Extreme events, such as the winter storms of 2013/14 and 2015/16, are associated with disruption to or even the complete loss of essential services such as water and energy supplies, and transportation and communication networks. As well as being costly to recover, the loss of infrastructure services can have significant impacts on people’s health and wellbeing, and local economic activity.
Infrastructure services such as heating, lighting, mobility and sanitation are essential for modern society. Current variability in weather already impacts the performance of the UK’s infrastructure. Climate change is expected to lead to an increase in the frequency and severity of severe weather including flooding, higher temperatures and possibly drought.
An increasing frequency and severity of flooding from a range of sources represents the most significant climate change risk to UK infrastructure.
Changes in temperature and rainfall will place additional pressures on infrastructure, in particular the rail, road, water and energy sectors.
Any increases in maximum wind speeds with climate change experienced during storms would have significant implications for many infrastructure networks.

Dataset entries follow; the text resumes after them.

use anyhow::Context;
use chrono::{SecondsFormat, Utc};
use clap::Parser;
use colored::Colorize;
use sse_stream::prelude::*;
use std::path::PathBuf;
use std::time::Duration;
use tokio::time::MissedTickBehavior;

/// sse-clock - stream the current time as Server-Sent Events
#[derive(Parser)]
#[command(name = "sse-clock")]
#[command(version, about, long_about = None)]
struct Cli {
    /// Configuration file (defaults to the XDG/system search path)
    #[arg(short, long, env = "SSE_CLOCK_CONFIG")]
    config: Option<PathBuf>,

    /// Port to listen on, overriding the configuration
    #[arg(short, long)]
    port: Option<u16>,

    /// Milliseconds between two time events
    #[arg(long, default_value_t = 1000)]
    interval_ms: u64,
}

/// Emit a `time` event every `interval` until the client goes away.
fn clock(interval: Duration) -> impl Handler {
    move |session: Session, request: StreamRequest| async move {
        let mut ticker = tokio::time::interval(interval);
        ticker.set_missed_tick_behavior(MissedTickBehavior::Skip);

        loop {
            tokio::select! {
                _ = request.cancelled() => return,
                _ = ticker.tick() => {
                    let now = Utc::now().to_rfc3339_opts(SecondsFormat::Secs, true);
                    if let Err(e) = session.emit("time", now.as_bytes()).await {
                        if e.is_disconnect() {
                            tracing::debug!(connection_id = %session.connection_id(), "clock stopped: {}", e);
                        } else {
                            tracing::warn!(connection_id = %session.connection_id(), error = %e, "clock emit failed");
                        }
                        return;
                    }
                }
            }
        }
    }
}

async fn run(cli: Cli) -> anyhow::Result<()> {
    let mut config = match &cli.config {
        Some(path) => Config::load_from(path)
            .with_context(|| format!("loading configuration from {}", path.display()))?,
        None => Config::load_for_service("sse-clock").context("loading configuration")?,
    };
    if let Some(port) = cli.port {
        config.service.port = port;
    }

    init_tracing(&config)?;

    let interval = Duration::from_millis(cli.interval_ms.max(1));
    let stream = EventStream::new(clock(interval)).with_config(config.sse.clone());
    let app = Router::new().route_service("/time", stream);

    Server::new(config).serve(app).await?;
    Ok(())
}

#[tokio::main]
async fn main() {
    let cli = Cli::parse();

    if let Err(e) = run(cli).await {
        eprintln!("{} {}", "Error:".red().bold(), e);
        for cause in e.chain().skip(1) {
            eprintln!("\n{} {}", "Caused by:".yellow(), cause);
        }
        std::process::exit(1);
    }
}

#[cfg(test)]
mod tests {
    use super::*;
    use http_body_util::BodyExt;
    use sse_stream::sse::CONTENT_TYPE_EVENT_STREAM;
    use tower::ServiceExt;

    #[tokio::test]
    async fn test_clock_streams_time_events() {
        let stream = EventStream::new(clock(Duration::from_millis(10)));
        let request = axum::http::Request::builder()
            .uri("/time")
            .body(axum::body::Body::empty())
            .unwrap();

        let response = stream.oneshot(request).await.unwrap();
        assert_eq!(
            response.headers()[axum::http::header::CONTENT_TYPE],
            CONTENT_TYPE_EVENT_STREAM
        );

        let mut body = response.into_body();
        let frame = body.frame().await.unwrap().unwrap().into_data().unwrap();
        let text = std::str::from_utf8(&frame).unwrap();

        let timestamp = text
            .strip_prefix("event: time\ndata: ")
            .and_then(|rest| rest.strip_suffix("\n\n"))
            .unwrap_or_else(|| panic!("unexpected frame {text:?}"));
        assert!(timestamp.ends_with('Z'));
        chrono::DateTime::parse_from_rfc3339(timestamp).unwrap();
    }

    #[test]
    fn test_cli_defaults() {
        let cli = Cli::parse_from(["sse-clock"]);
        assert_eq!(cli.interval_ms, 1000);
        assert!(cli.port.is_none());
    }
}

There is evidence that significant adaptation steps have been implemented, or are underway, across most infrastructure sectors.
Whilst understanding of sectoral risks has improved over the last few years, the impacts of climate change could be amplified by interdependencies between infrastructure sectors.
Lead author: Richard Dawson (Newcastle University)
Contributing authors: Simon Gosling (University of Nottingham), Lee Chapman (University of Birmingham), Geoff Darch (Atkins), Geoff Watson and William Powrie (University of Southampton), Sarah Bell (UCL), Kevin Paulson (University of Hull), Paul Hughes (University of Durham), Ruth Wood (University of Manchester)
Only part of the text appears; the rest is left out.